The Internet is where privacy issues are the most challenging. Any website that collects personal data about its visitors is confronted with an array of legal compliance obligations, as well as ethical responsibilities. I deal with these every day, and here are some of my rules of thumb.
First, be very clear about whether your site needs to collect “personal data” or not. “Personal data” is information about an identifiable human being. You may wish to construct your site to avoid collecting personal data, and instead only collect anonymous and statistical information, thereby avoiding all the compliance obligations of privacy law. For example, we designed Google Analytics to provide anonymous and statistical reports to the websites that use it, giving them information about their visitors in ways that do not implicate privacy laws (e.g., the geographic distribution of their visitors). Even the UK Information Commissioner’s website uses Google Analytics, and I think the disclosure that they put on their site is a best practice in terms of transparency to end users: http://www.ico.gov.uk/Global/privacy_statement.aspx
Second, if your site collects “personal data”, then you must post a privacy policy. Most sites choose to display it as a link on the bottom of each page. A privacy policy is a legal document, in which you provide “notice” to your visitors about how your site will collect and use their personal data, as well as obtain their “consent”. Because it’s a legal document, it needs to be drafted carefully. But that doesn’t mean that it needs to sound like it was written by lawyers. I think the best privacy policies are short, simple, and easy to read. If you have a complicated site, like Google’s, then it’s a good idea to present the privacy policy in a layered architecture, with a short, one-page summary on top, with links to the fuller policy, and/or with links to privacy policies for specific products or services within your site. Take a look and see if you like our model: http://www.google.com/privacy.html
Third, if your site collects “sensitive” personal data, such as information about a person’s health, sex life, or political beliefs, then you will have to obtain their explicit opt-in consent. In fact, it’s usually a good idea to obtain a user’s opt-in consent anytime your site collects personal data in an unusual, or particularly broad way that the average Internet user might not be aware of. Remember, the privacy legal standard for using a person’s personal data is “consent”, so deciding on the right level of consent will always depend on the facts and circumstances of what your site does.

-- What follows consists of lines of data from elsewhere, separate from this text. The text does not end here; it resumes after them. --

//! Captured btrfs-progs output used across the parser and check tests.

pub const FS_USAGE: &str = "
Overall:
    Device size:\t\t       10737418240
    Device allocated:                   2172649472
    Device unallocated:                 8564768768
    Device missing:                              0
    Used:                                   524288
    Free (estimated):                   8572895232\t(min: 4290510848)
    Data ratio:                               1.00
    Metadata ratio:                           2.00
    Global reserve:                       16777216\t(used: 0)

Data,single: Size:8388608, Used:262144
   /dev/sdb\t   8388608

Metadata,DUP: Size:1073741824, Used:114688
   /dev/sdb\t2147483648

System,DUP: Size:8388608, Used:16384
   /dev/sdb\t  16777216

Unallocated:
   /dev/sdb\t8564768768
";

/// Newer btrfs-progs: percentage annotations and a `Device slack:` line.
pub const FS_USAGE_RAID1: &str = "
Overall:
    Device size:                     4000797868032
    Device allocated:                 942829207552
    Device unallocated:              3057968660480
    Device missing:                              0
    Device slack:                                0
    Used:                             934821470208
    Free (estimated):                1531379535872      (min: 1531379535872)
    Free (statfs, df):               1531378462720
    Data ratio:                               2.00
    Metadata ratio:                           2.00
    Global reserve:                      485900288      (used: 0)
    Multiple profiles:                          no

Data,RAID1: Size:469225177088, Used:466829971456 (99.49%)
   /dev/sda     469225177088
   /dev/sdb     469225177088

Metadata,RAID1: Size:2147483648, Used:580681728 (27.04%)
   /dev/sda     2147483648
   /dev/sdb     2147483648

System,RAID1: Size:41943040, Used:81920 (0.20%)
   /dev/sda       41943040
   /dev/sdb       41943040

Unallocated:
   /dev/sda     1528984330240
   /dev/sdb     1528984330240
";

pub const DEVICES: &str = "
Label: none  uuid: fdbb50c2-f155-4ef5-9ae8-c3ec57e2bcfd
\tTotal devices 2 FS bytes used 128.00KiB
\tdevid    1 size 1022.00MiB used 220.00MiB path /dev/nbd0p1
\tdevid    2 size 1022.00MiB used 208.00MiB path /dev/nbd1p1

";

pub const DEVICES_MISSING: &str = "
Label: none  uuid: fdbb50c2-f155-4ef5-9ae8-c3ec57e2bcfd
\tTotal devices 2 FS bytes used 128.00KiB
\tdevid    1 size 1022.00MiB used 220.00MiB path /dev/nbd0p1
\t*** Some devices missing

";

pub const SCRUB_OK: &str = "
UUID:             deb3ff35-a424-4edb-9673-e0514cef2cb0
Scrub started:    Tue Jan 10 09:58:05 2023
Status:           finished
Duration:         2:16:04
Total to scrub:   1.62TiB
Rate:             208.45MiB/s
Error summary:    no errors found

";

/// Old btrfs-progs scrub format without an `Error summary:` line.
pub const SCRUB_LEGACY_ERRORS: &str = "
scrub status for <UUID>
    scrub started at Thu Dec 25 15:19:22 2014 and was aborted after 89882 seconds
    total bytes scrubbed: 1.87TiB with 4 errors
    error details: csum=4
    corrected errors: 0, uncorrectable errors: 4, unverified errors: 0

";

pub fn lines(text: &str) -> Vec<String> {
    text.lines().map(str::to_string).collect()
}
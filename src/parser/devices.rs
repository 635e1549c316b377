/// Marker `btrfs filesystem show` prints when a member device is gone.
pub const MISSING_MARKER: &str = "*** Some devices missing";

/// True if `btrfs filesystem show` reported a missing device.
pub fn parse_missing_devices<S: AsRef<str>>(lines: &[S]) -> bool {
    lines.iter().any(|line| line.as_ref().trim().contains(MISSING_MARKER))
}

#[cfg(test)]
mod tests {
    use super::*;
    use crate::parser::fixtures::{lines, DEVICES, DEVICES_MISSING};

    #[test]
    fn all_devices_present() {
        assert!(!parse_missing_devices(&lines(DEVICES)));
    }

    #[test]
    fn missing_marker_found() {
        assert!(parse_missing_devices(&lines(DEVICES_MISSING)));
    }

    #[test]
    fn empty_listing_is_not_missing() {
        assert!(!parse_missing_devices::<&str>(&[]));
    }
}
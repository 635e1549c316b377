//! Token-level parsers for the text that `btrfs` prints.
//!
//! btrfs-progs pads its reports with a mix of tabs and spaces that changes
//! between releases, so every parser works on whitespace-split tokens and
//! never on column offsets.

pub mod devices;
pub mod scrub;
pub mod usage;

#[cfg(test)]
pub mod fixtures;

pub use devices::parse_missing_devices;
pub use scrub::parse_scrub_status;
pub use usage::{parse_overall_size, parse_usage_breakdown};

/// Split a line on any run of spaces or tabs.
pub fn tokenize(line: &str) -> Vec<&str> {
    line.split_whitespace().collect()
}

/// Value for a `Label:` token, whether it is glued on (`Size:123,`) or the
/// next token (`Size: 123,`). Trailing commas are dropped.
fn labelled_value<'a>(tokens: &[&'a str], label: &str) -> Option<&'a str> {
    let idx = tokens.iter().position(|t| t.starts_with(label))?;
    let inline = &tokens[idx][label.len()..];
    let raw = if inline.is_empty() { *tokens.get(idx + 1)? } else { inline };
    let value = raw.trim_end_matches(',');
    if value.is_empty() { None } else { Some(value) }
}
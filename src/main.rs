mod alerts;
mod check;
mod collectors;
mod config;
mod error;
mod models;
mod parser;
mod util;

use anyhow::Result;
use clap::{CommandFactory, Parser};
use clap_complete::Shell;
use std::io;
use std::path::PathBuf;
use std::time::Duration;

use alerts::{Severity, Thresholds, UsageBasis};
use check::CheckOptions;
use config::Config;
use error::CheckError;
use util::report;

#[derive(Parser, Debug)]
#[command(
    name = "check_btrfs",
    about = "Nagios/Icinga check for btrfs space usage, missing devices and scrub errors",
    version,
    after_help = "Exit codes: 0 OK, 1 WARNING, 2 CRITICAL, 3 UNKNOWN"
)]
struct Cli {
    /// Filesystem to check (mount point or any path on it)
    #[arg(value_name = "TARGET")]
    target: Option<String>,

    /// Filesystem to check, same as TARGET
    #[arg(short = 'p', long = "path", value_name = "PATH")]
    path: Option<String>,

    /// Run btrfs through sudo
    #[arg(long, overrides_with = "no_sudo")]
    sudo: bool,

    /// Run btrfs directly
    #[arg(long, overrides_with = "sudo")]
    no_sudo: bool,

    /// Seconds to wait for each btrfs command
    #[arg(short, long, value_name = "SECONDS")]
    timeout: Option<u64>,

    /// Print per-profile detail lines and debug logging to stderr
    #[arg(short, long)]
    verbose: bool,

    /// Measure usage against the whole device, counting unallocated space as free
    #[arg(long, overrides_with = "no_unallocated")]
    unallocated: bool,

    /// Measure usage against each profile's allocated chunks
    #[arg(long, overrides_with = "unallocated")]
    no_unallocated: bool,

    /// Go critical when a device is missing
    #[arg(long, overrides_with = "no_missing")]
    missing: bool,

    /// Skip the missing-device check
    #[arg(long, overrides_with = "missing")]
    no_missing: bool,

    /// Go critical when the last scrub found errors
    #[arg(long, overrides_with = "no_error")]
    error: bool,

    /// Skip the scrub-error check
    #[arg(long, overrides_with = "error")]
    no_error: bool,

    /// Usage percent to warn at
    #[arg(short, long, value_name = "PERCENT")]
    warning: Option<f64>,

    /// Usage percent to go critical at
    #[arg(short, long, value_name = "PERCENT")]
    critical: Option<f64>,

    /// Path of the btrfs binary
    #[arg(long, value_name = "PATH")]
    btrfs: Option<PathBuf>,

    /// Path of the sudo binary
    #[arg(long, value_name = "PATH")]
    sudo_path: Option<PathBuf>,

    /// Config file (default: <config dir>/check_btrfs/check_btrfs.toml)
    #[arg(long, value_name = "FILE")]
    config: Option<PathBuf>,

    /// Print the result as JSON instead of a plugin status line
    #[arg(long)]
    json: bool,

    /// Print a shell completion script and exit
    #[arg(long, value_name = "SHELL")]
    completions: Option<Shell>,
}

impl Cli {
    fn flag(on: bool, off: bool) -> Option<bool> {
        match (on, off) {
            (true, _) => Some(true),
            (_, true) => Some(false),
            _         => None,
        }
    }

    fn target_path(&self) -> Result<String, CheckError> {
        match (&self.target, &self.path) {
            (Some(t), Some(p)) if t != p => Err(CheckError::ConfigError(format!(
                "conflicting targets {:?} and --path {:?}", t, p
            ))),
            (Some(t), _) | (None, Some(t)) => Ok(t.clone()),
            (None, None) => Ok("/".to_string()),
        }
    }

    /// Merge flags over the config file.
    fn resolve(&self, cfg: &Config) -> Result<CheckOptions, CheckError> {
        let timeout_secs = self.timeout.unwrap_or(cfg.commands.timeout_secs);
        if timeout_secs == 0 {
            return Err(CheckError::ConfigError("timeout must be at least one second".into()));
        }
        let use_sudo = Cli::flag(self.sudo, self.no_sudo).unwrap_or(cfg.commands.use_sudo);
        let unallocated = Cli::flag(self.unallocated, self.no_unallocated)
            .unwrap_or(cfg.thresholds.unallocated);
        let thresholds = Thresholds::new(
            self.warning.unwrap_or(cfg.thresholds.warning_pct),
            self.critical.unwrap_or(cfg.thresholds.critical_pct),
        )?;

        Ok(CheckOptions {
            target:        self.target_path()?,
            btrfs:         self.btrfs.clone().unwrap_or_else(|| cfg.commands.btrfs_path.clone()),
            sudo:          use_sudo.then(|| {
                self.sudo_path.clone().unwrap_or_else(|| cfg.commands.sudo_path.clone())
            }),
            timeout:       Duration::from_secs(timeout_secs),
            thresholds,
            basis:         UsageBasis::from_unallocated(unallocated),
            check_missing: Cli::flag(self.missing, self.no_missing).unwrap_or(cfg.checks.missing),
            check_scrub:   Cli::flag(self.error, self.no_error).unwrap_or(cfg.checks.error),
        })
    }
}

fn main() {
    let cli = match Cli::try_parse() {
        Ok(cli) => cli,
        Err(e) => {
            let _ = e.print();
            // clap's usage exit code 2 would read as CRITICAL
            std::process::exit(if e.use_stderr() { Severity::Unknown.exit_code() } else { 0 });
        }
    };

    env_logger::Builder::from_default_env()
        .filter_level(if cli.verbose { log::LevelFilter::Debug } else { log::LevelFilter::Warn })
        .init();

    if let Some(shell) = cli.completions {
        clap_complete::generate(shell, &mut Cli::command(), "check_btrfs", &mut io::stdout());
        return;
    }

    let code = run(&cli).unwrap_or_else(|e| {
        println!("BTRFS {} - {:#}", Severity::Unknown.label(), e);
        Severity::Unknown.exit_code()
    });
    std::process::exit(code);
}

/// Run the check, print the result and return the plugin exit code.
fn run(cli: &Cli) -> Result<i32> {
    let outcome = Config::load(cli.config.as_deref())
        .and_then(|cfg| cli.resolve(&cfg))
        .and_then(|opts| {
            log::debug!("options: {:?}", opts);
            check::run_check(&opts.source(), &opts)
        });

    match outcome {
        Ok(result) => {
            if cli.json {
                println!("{}", serde_json::to_string_pretty(&result.to_json())?);
            } else {
                println!("{}", result.summary_line());
                if cli.verbose {
                    for line in result.detail_lines() {
                        println!("{}", line);
                    }
                }
            }
            Ok(result.severity().exit_code())
        }
        Err(e) => {
            log::error!("{}", e);
            if cli.json {
                let target = cli.path.as_deref().or(cli.target.as_deref()).unwrap_or("/");
                println!("{}", serde_json::to_string_pretty(&report::unknown_json(target, &e))?);
            } else {
                println!("{}", report::unknown_line(&e));
            }
            Ok(Severity::Unknown.exit_code())
        }
    }
}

Fourth, EU data protection law places restrictions on the transfer of personal data from Europe to much of the rest of the world, to places that are deemed not to have “adequate” data protection, such as the US. So, if your site operates across borders, then you should find a legal mechanism for this transfer. Google has signed up to the terms of the US-EU Safe Harbor Agreement, which legitimizes the transfers of personal data from Europe to the US, as long as the company certifies that it will continue to apply the Safe Harbor’s standard of privacy protections to the data. You can read more about that here: http://www.export.gov/safeharbor/
But the Safe Harbor is only one of various alternative methods, including: 1) the explicit consent of the data subject, or 2) “binding corporate rules”, which obligate the company to apply consistent, EU-style privacy practices worldwide, to name just two.
Finally, privacy is about more than legal compliance, it’s fundamentally about user trust. Be transparent with your users about your privacy practices. If your users don’t trust you, you’re out of business.